With Elodie Laine (Sorbonne University) we have created and implemented Meet-U, a new teaching method that combines hands-on training, collaborative work, project manageemnt, and aims at bridging the gap between teaching and research.
Meet-U
Aims
Meet-U aims at immersing students into the role of researchers by engaging them in the entire process of a project realization from the conception to the presentation of the project to their scientific peers during a public meeting day. It gives the students the opportunity to address an open question in Biology, to conceive their own strategy, to develop the tools and pipelines of a bioinformatics research project, and to actively participate in the life of a research community. The students are grouped in teams of 4-5 people and have to realize a project from A to Z that answers a challenging question in Biology. Meet-U promotes "coopetition", as the students collaborate within and between the teams and are also in competition with each other to develop the best final product. Meet-U fosters interactions between different actors of education and research through the organization of the final meeting day, open to everyone, where the students present their work to a jury of researchers and the jury members give research seminars.
Objectives
- Realize a project from A to Z that addresses an unsolved and open question in biology
- Present the results to a jury of researchers expert in the field during the Meet-U symposium
Session 2020
For the 2020 session, Meet-U addresses the prediction of protein folds from protein sequences. The meeting day gathered around 150 people and the jury members were J. Andreani (I2BC, Saclay), M. Baaden (IBPC, Paris), C. Mayer (Institut Pasteur, Paris), J. Söding (Max Planck, Göttingen), P. Tuffery (U. de Paris, Paris).
Session 2019
For the 2019 session, Meet-U addresses the prediction of protein folds from protein sequences. The meeting day gathered around 150 people and the jury members were B. Bardiaux (Institut Pasteur), J. Cortes (LAAS-CNRS, Toulouse), M. Punta (ICR, London), M. Rooman (ULB, Bruxelles) and S. Wodak (U. of Toronto, Toronto/VIB, Bruxelles).
Session 2018
For the 2018 session, Meet-U involves two additionnal universities and gathers Université Pierre et Marie Curie (UPMC), Univ Paris-Sud - Univ Paris-Saclay, Université Paris-Diderot and Université d'Evry, all from Paris area, in France. The meeting day gathered around 150 people and the jury members were A. Bonvin (Utrecht University), F. Cazals (Inria, Sophia Antipolis), F. Fraternali (King's College London), S. Grudinin (Inria, Grenoble) and D. Ritchie (Inria, Nancy).
Session 2017
In 2017 Meet-U was implemented at Université Pierre et Marie Curie (UPMC) and Université Paris-Sud, in France. The 28 students who enrolled in the course were studying toward a master's degree in bioinformatics and were from different backgrounds in biology, computer science, mathematics and physics. The topic of the course was in structural bioinformatics, more specifically protein-protein docking. The students had to conceive, design, develop, test and validate a computational program to predict the three-dimensional structure of a protein complex, given the structures of the two monomeric partners.
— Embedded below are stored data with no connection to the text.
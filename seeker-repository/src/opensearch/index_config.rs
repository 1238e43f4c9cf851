//! OpenSearch index configuration and naming.
//!
//! OpenSearch has no document types inside an index, so every document type
//! gets its own physical index named `{index}-{doc_type}`. All document types
//! of one logical index can be searched together through `{index}-*`.
//! Names may not contain the separator themselves, otherwise two targets
//! could share a physical index.

use serde_json::{json, Value};

/// Settings applied when a document type's physical index is created.
#[derive(Debug, Clone)]
pub struct IndexConfig {
    pub number_of_shards: u32,
    pub number_of_replicas: u32,
}

impl Default for IndexConfig {
    fn default() -> Self {
        Self {
            number_of_shards: 1,
            number_of_replicas: 1,
        }
    }
}

impl IndexConfig {
    /// Create a new index configuration.
    ///
    /// # Arguments
    ///
    /// * `number_of_shards` - Primary shards per document type index
    /// * `number_of_replicas` - Replicas per primary shard
    pub fn new(number_of_shards: u32, number_of_replicas: u32) -> Self {
        Self {
            number_of_shards,
            number_of_replicas,
        }
    }

    /// Index creation body: settings plus the document type's mapping.
    ///
    /// # Arguments
    ///
    /// * `mapping` - The mapping body, `{"properties": {..}}`
    pub fn create_body(&self, mapping: &Value) -> Value {
        json!({
            "settings": {
                "number_of_shards": self.number_of_shards,
                "number_of_replicas": self.number_of_replicas
            },
            "mappings": mapping
        })
    }
}

/// Joins a logical index and a document type into a physical index name.
pub const INDEX_SEPARATOR: char = '-';

/// Physical index holding one document type.
///
/// # Returns
///
/// The physical index name (e.g., "seeker-article")
pub fn physical_index_name(index: &str, doc_type: &str) -> String {
    format!("{}{}{}", index, INDEX_SEPARATOR, doc_type)
}

/// Wildcard pattern covering every document type of a logical index.
pub fn index_pattern(index: &str) -> String {
    format!("{}{}*", index, INDEX_SEPARATOR)
}

#[cfg(test)]
mod tests {
    use super::*;

    #[test]
    fn test_create_body_structure() {
        let mapping = json!({ "properties": { "title": { "type": "keyword" } } });
        let body = IndexConfig::new(2, 0).create_body(&mapping);

        assert_eq!(body["settings"]["number_of_shards"], 2);
        assert_eq!(body["settings"]["number_of_replicas"], 0);
        assert_eq!(body["mappings"]["properties"]["title"]["type"], "keyword");
    }

    #[test]
    fn test_physical_index_name() {
        assert_eq!(physical_index_name("seeker", "article"), "seeker-article");
        assert_eq!(index_pattern("seeker"), "seeker-*");
    }
}
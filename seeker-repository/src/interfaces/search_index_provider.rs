//! Search index provider trait definition.
//!
//! This module defines the abstract interface for search transport operations,
//! allowing for different backend implementations (OpenSearch, Elasticsearch, etc.).

use async_trait::async_trait;
use serde_json::Value;

use seeker_shared::Document;

use crate::errors::SearchIndexError;
use crate::types::BatchOperationSummary;

/// Abstracts the underlying search engine (OpenSearch, Elasticsearch, etc.).
///
/// Every operation is addressed by index name and document type name; the
/// connection identifier selects which provider is used (see `Connections`).
/// Implementations are injected into `SearchIndexService` so tests can swap in
/// a mock.
///
/// # Note on Document Creation
///
/// There is no separate `create_document` function. `bulk_upsert` indexes each
/// document under its id, replacing any previous version, so reindexing a
/// record is always safe.
#[async_trait]
pub trait SearchIndexProvider: Send + Sync {
    /// Check whether a mapping for `doc_type` exists in `index`.
    async fn mapping_exists(&self, index: &str, doc_type: &str) -> Result<bool, SearchIndexError>;

    /// Create (or extend) the mapping for `doc_type` in `index`.
    ///
    /// # Arguments
    ///
    /// * `mapping` - The mapping body, `{"properties": {..}}`
    async fn put_mapping(
        &self,
        index: &str,
        doc_type: &str,
        mapping: &Value,
    ) -> Result<(), SearchIndexError>;

    /// Delete the mapping for `doc_type` and every document stored under it.
    ///
    /// Deleting a mapping that does not exist is not an error.
    async fn delete_mapping(&self, index: &str, doc_type: &str) -> Result<(), SearchIndexError>;

    /// Flush `index` so deletions and writes are persisted.
    async fn flush(&self, index: &str) -> Result<(), SearchIndexError>;

    /// Index many documents of one document type in a single request.
    ///
    /// # Returns
    ///
    /// * `Ok(BatchOperationSummary)` - Per-document outcome; partial failures are reported here
    /// * `Err(SearchIndexError)` - If the bulk request failed entirely
    async fn bulk_upsert(
        &self,
        index: &str,
        doc_type: &str,
        documents: &[Document],
    ) -> Result<BatchOperationSummary, SearchIndexError>;

    /// Delete many documents of one document type by id.
    ///
    /// Documents that don't exist are considered successful deletions.
    async fn bulk_delete(
        &self,
        index: &str,
        doc_type: &str,
        ids: &[String],
    ) -> Result<BatchOperationSummary, SearchIndexError>;
}
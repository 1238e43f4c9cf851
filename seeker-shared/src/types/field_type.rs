//! Search field types and document schemas.
//!
//! A `FieldSchema` is the declared layout of one document type: every field
//! name (a `__`-separated path on the source record) mapped to the search
//! engine field type it is indexed as.

use serde_json::{json, Map, Value as JsonValue};

/// Name of the exact-match sibling field attached to analyzed text fields.
pub const RAW_SUFFIX: &str = "raw";

/// Analyzer used for derived text fields.
pub const DEFAULT_ANALYZER: &str = "snowball";

/// Search engine field type descriptor.
#[derive(Debug, Clone, PartialEq)]
pub enum FieldType {
    /// Full-text analyzed string, optionally with sub-fields such as `raw`.
    Text {
        analyzer: Option<String>,
        fields: Vec<(String, FieldType)>,
    },
    /// Exact, not analyzed string.
    Keyword,
    Date,
    Long,
    Integer,
    Double,
    Boolean,
    /// Nested composite with its own properties.
    Nested(FieldSchema),
}

impl FieldType {
    /// Analyzed text with a `raw` keyword sibling, the default for any field
    /// kind without a more specific mapping.
    pub fn text_with_raw() -> Self {
        FieldType::Text {
            analyzer: Some(DEFAULT_ANALYZER.to_string()),
            fields: vec![(RAW_SUFFIX.to_string(), FieldType::Keyword)],
        }
    }

    /// Plain analyzed text using the engine's default analyzer.
    pub fn text() -> Self {
        FieldType::Text {
            analyzer: None,
            fields: Vec::new(),
        }
    }

    /// Render the engine mapping for this field.
    pub fn to_mapping(&self) -> JsonValue {
        match self {
            FieldType::Text { analyzer, fields } => {
                let mut mapping = Map::new();
                mapping.insert("type".to_string(), json!("text"));
                if let Some(analyzer) = analyzer {
                    mapping.insert("analyzer".to_string(), json!(analyzer));
                }
                if !fields.is_empty() {
                    let sub_fields = fields
                        .iter()
                        .map(|(name, field)| (name.clone(), field.to_mapping()))
                        .collect::<Map<_, _>>();
                    mapping.insert("fields".to_string(), JsonValue::Object(sub_fields));
                }
                JsonValue::Object(mapping)
            }
            FieldType::Keyword => json!({ "type": "keyword" }),
            FieldType::Date => json!({ "type": "date" }),
            FieldType::Long => json!({ "type": "long" }),
            FieldType::Integer => json!({ "type": "integer" }),
            FieldType::Double => json!({ "type": "double" }),
            FieldType::Boolean => json!({ "type": "boolean" }),
            FieldType::Nested(schema) => json!({
                "type": "nested",
                "properties": schema.properties(),
            }),
        }
    }
}

/// Ordered field name → field type table with unique keys.
///
/// Declaration order is kept so document derivation is deterministic.
#[derive(Debug, Clone, PartialEq, Default)]
pub struct FieldSchema {
    fields: Vec<(String, FieldType)>,
}

impl FieldSchema {
    pub fn new() -> Self {
        Self::default()
    }

    /// Insert a field, replacing the type of an existing field with the same
    /// name in place.
    pub fn insert(&mut self, name: impl Into<String>, field_type: FieldType) {
        let name = name.into();
        match self.fields.iter_mut().find(|(existing, _)| *existing == name) {
            Some((_, slot)) => *slot = field_type,
            None => self.fields.push((name, field_type)),
        }
    }

    /// Builder-style `insert`.
    pub fn with(mut self, name: impl Into<String>, field_type: FieldType) -> Self {
        self.insert(name, field_type);
        self
    }

    pub fn remove(&mut self, name: &str) -> Option<FieldType> {
        let position = self.fields.iter().position(|(existing, _)| existing == name)?;
        Some(self.fields.remove(position).1)
    }

    pub fn get(&self, name: &str) -> Option<&FieldType> {
        self.fields
            .iter()
            .find(|(existing, _)| existing == name)
            .map(|(_, field_type)| field_type)
    }

    pub fn contains(&self, name: &str) -> bool {
        self.get(name).is_some()
    }

    pub fn names(&self) -> impl Iterator<Item = &str> {
        self.fields.iter().map(|(name, _)| name.as_str())
    }

    pub fn iter(&self) -> impl Iterator<Item = (&str, &FieldType)> {
        self.fields
            .iter()
            .map(|(name, field_type)| (name.as_str(), field_type))
    }

    pub fn len(&self) -> usize {
        self.fields.len()
    }

    pub fn is_empty(&self) -> bool {
        self.fields.is_empty()
    }

    /// The `properties` object of the engine mapping.
    pub fn properties(&self) -> JsonValue {
        let properties = self
            .fields
            .iter()
            .map(|(name, field_type)| (name.clone(), field_type.to_mapping()))
            .collect::<Map<_, _>>();
        JsonValue::Object(properties)
    }

    /// The full mapping body for a document type.
    pub fn to_mapping(&self) -> JsonValue {
        json!({ "properties": self.properties() })
    }
}

impl FromIterator<(String, FieldType)> for FieldSchema {
    fn from_iter<I: IntoIterator<Item = (String, FieldType)>>(iter: I) -> Self {
        let mut schema = FieldSchema::new();
        for (name, field_type) in iter {
            schema.insert(name, field_type);
        }
        schema
    }
}
//! Structural checks run before any page is processed.

use std::collections::HashSet;

use crate::error::{Error, Result};
use crate::model::{Document, FontCatalog};
use crate::translation::Translations;

fn positive(value: f32) -> bool {
    value.is_finite() && value > 0.0
}

/// Check that a job's inputs are well formed.
///
/// Fails with `InvalidDocumentStructure` on malformed pages, blocks, runs or
/// orphan translations, and with `FontNotFound` when a run names a font the
/// catalog has never heard of, or names a missing font while no font at all
/// is available to stand in for it.
pub fn validate(
    document: &Document,
    catalog: &FontCatalog,
    translations: &Translations,
) -> Result<()> {
    let mut run_ids = HashSet::new();
    let mut page_numbers = HashSet::new();
    let mut needs_substitute = None;

    for page in &document.pages {
        if page.number == 0 {
            return Err(Error::structure("page numbers start at 1"));
        }
        if !page_numbers.insert(page.number) {
            return Err(Error::structure(format!(
                "duplicate page number {}",
                page.number
            )));
        }
        if !positive(page.width) || !positive(page.height) {
            return Err(Error::structure(format!(
                "page {} has invalid size {}x{}",
                page.number, page.width, page.height
            )));
        }

        let mut block_ids = HashSet::new();
        for block in &page.blocks {
            if !block_ids.insert(block.id.as_str()) {
                return Err(Error::structure(format!(
                    "duplicate block id '{}' on page {}",
                    block.id, page.number
                )));
            }
            if !block.bbox.is_valid() {
                return Err(Error::structure(format!(
                    "block '{}' on page {} has an invalid bounding box",
                    block.id, page.number
                )));
            }

            for run in &block.runs {
                if !run_ids.insert(run.id.as_str()) {
                    return Err(Error::structure(format!("duplicate run id '{}'", run.id)));
                }
                if !positive(run.font_size) {
                    return Err(Error::structure(format!(
                        "run '{}' has invalid font size {}",
                        run.id, run.font_size
                    )));
                }
                match catalog.get(&run.font) {
                    None => return Err(Error::FontNotFound(run.font.to_string())),
                    Some(font) if !font.is_usable() => {
                        needs_substitute.get_or_insert_with(|| font.id.clone());
                    }
                    Some(_) => {}
                }
            }
        }
    }

    for font in catalog.iter().filter(|f| f.available) {
        match &font.metrics {
            None => {
                return Err(Error::structure(format!(
                    "available font '{}' has no metrics",
                    font.id
                )))
            }
            Some(metrics) if !metrics.is_valid() => {
                return Err(Error::structure(format!(
                    "available font '{}' has invalid metrics",
                    font.id
                )))
            }
            Some(_) => {}
        }
    }

    if let Some(missing) = needs_substitute {
        if !catalog.has_usable() {
            return Err(Error::FontNotFound(format!(
                "{} (no available font to substitute)",
                missing
            )));
        }
    }

    if let Some((orphan, _)) = translations.iter().find(|(id, _)| !run_ids.contains(id)) {
        return Err(Error::structure(format!(
            "translation for unknown run '{}'",
            orphan
        )));
    }

    Ok(())
}

#[cfg(test)]
mod tests {
    use super::*;
    use crate::model::{Block, BoundingBox, Font, FontMetrics, Page, TextRun};

    fn catalog() -> FontCatalog {
        FontCatalog::new()
            .with_font(Font::available("Body", FontMetrics::estimated()))
            .with_font(Font::missing("Arial-Bold"))
    }

    fn document(blocks: Vec<Block>) -> Document {
        let mut page = Page::letter(1);
        for block in blocks {
            page.add_block(block);
        }
        let mut doc = Document::new();
        doc.add_page(page);
        doc
    }

    fn block(id: &str, run: &str) -> Block {
        Block::paragraph(id, BoundingBox::new(0.0, 0.0, 100.0, 20.0))
            .with_run(TextRun::new(run, "Hello", "Body", 10.0))
    }

    fn is_structure(result: Result<()>) -> bool {
        matches!(result, Err(Error::InvalidDocumentStructure(_)))
    }

    #[test]
    fn test_valid_document() {
        let doc = document(vec![block("b1", "r1"), block("b2", "r2")]);
        assert!(validate(&doc, &catalog(), &Translations::new().with("r1", "Bonjour")).is_ok());
    }

    #[test]
    fn test_duplicate_ids() {
        let doc = document(vec![block("b1", "r1"), block("b1", "r2")]);
        assert!(is_structure(validate(&doc, &catalog(), &Translations::new())));

        let doc = document(vec![block("b1", "r1"), block("b2", "r1")]);
        assert!(is_structure(validate(&doc, &catalog(), &Translations::new())));
    }

    #[test]
    fn test_invalid_geometry() {
        let bad = Block::paragraph("b1", BoundingBox::new(0.0, 0.0, 0.0, 20.0));
        assert!(is_structure(validate(&document(vec![bad]), &catalog(), &Translations::new())));

        let mut doc = document(vec![]);
        doc.pages[0].width = f32::NAN;
        assert!(is_structure(validate(&doc, &catalog(), &Translations::new())));
    }

    #[test]
    fn test_invalid_font_size() {
        let bad = Block::paragraph("b1", BoundingBox::new(0.0, 0.0, 100.0, 20.0))
            .with_run(TextRun::new("r1", "Hello", "Body", 0.0));
        assert!(is_structure(validate(&document(vec![bad]), &catalog(), &Translations::new())));
    }

    #[test]
    fn test_unknown_font() {
        let bad = Block::paragraph("b1", BoundingBox::new(0.0, 0.0, 100.0, 20.0))
            .with_run(TextRun::new("r1", "Hello", "Nowhere", 10.0));
        assert!(matches!(
            validate(&document(vec![bad]), &catalog(), &Translations::new()),
            Err(Error::FontNotFound(_))
        ));
    }

    #[test]
    fn test_missing_font_without_candidates() {
        let doc = document(vec![Block::paragraph("b1", BoundingBox::new(0.0, 0.0, 100.0, 20.0))
            .with_run(TextRun::new("r1", "Hello", "Arial-Bold", 10.0))]);
        let catalog = FontCatalog::new().with_font(Font::missing("Arial-Bold"));
        assert!(matches!(
            validate(&doc, &catalog, &Translations::new()),
            Err(Error::FontNotFound(_))
        ));
    }

    #[test]
    fn test_invalid_font_metrics() {
        let doc = document(vec![block("b1", "r1")]);
        let bad = [
            FontMetrics::new(0.0, 800.0, 200.0, 0.0, 500.0),
            FontMetrics::new(1000.0, 0.0, 0.0, 0.0, 500.0),
            FontMetrics::new(1000.0, 800.0, 200.0, 0.0, -1.0),
            FontMetrics::new(f32::INFINITY, 800.0, 200.0, 0.0, 500.0),
        ];
        for metrics in bad {
            let catalog = catalog().with_font(Font::available("Broken", metrics));
            assert!(is_structure(validate(&doc, &catalog, &Translations::new())));
        }

        // Unavailable fonts never size text.
        let mut unused = Font::missing("Unused");
        unused.metrics = Some(FontMetrics::new(0.0, 0.0, 0.0, 0.0, 0.0));
        let catalog = catalog().with_font(unused);
        assert!(validate(&doc, &catalog, &Translations::new()).is_ok());
    }

    #[test]
    fn test_page_numbers() {
        let mut doc = document(vec![block("b1", "r1")]);
        doc.add_page(Page::letter(1));
        assert!(is_structure(validate(&doc, &catalog(), &Translations::new())));

        let mut doc = document(vec![block("b1", "r1")]);
        doc.pages[0].number = 0;
        assert!(is_structure(validate(&doc, &catalog(), &Translations::new())));

        let mut doc = document(vec![block("b1", "r1")]);
        doc.pages[0].number = 7;
        doc.add_page(Page::letter(3));
        assert!(validate(&doc, &catalog(), &Translations::new()).is_ok());
    }

    #[test]
    fn test_orphan_translation() {
        let doc = document(vec![block("b1", "r1")]);
        let translations = Translations::new().with("r9", "Orphelin");
        assert!(is_structure(validate(&doc, &catalog(), &translations)));
    }
}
The closing meeting day gathered about 100 attendees, among which the participating students, the pedagogical teams, and PhD students, researchers and professors from Paris area. Almost half (40%) of the attendees came from institutions different from the two participating universities. The mini-symposium gathered Marc Delarue (Institut Pasteur), Raphaël Guérois (CEA - Saclay), Yann Ponty (Ecole Polytechnique) and Sophie Sacquin-Mora (IBPC - Paris).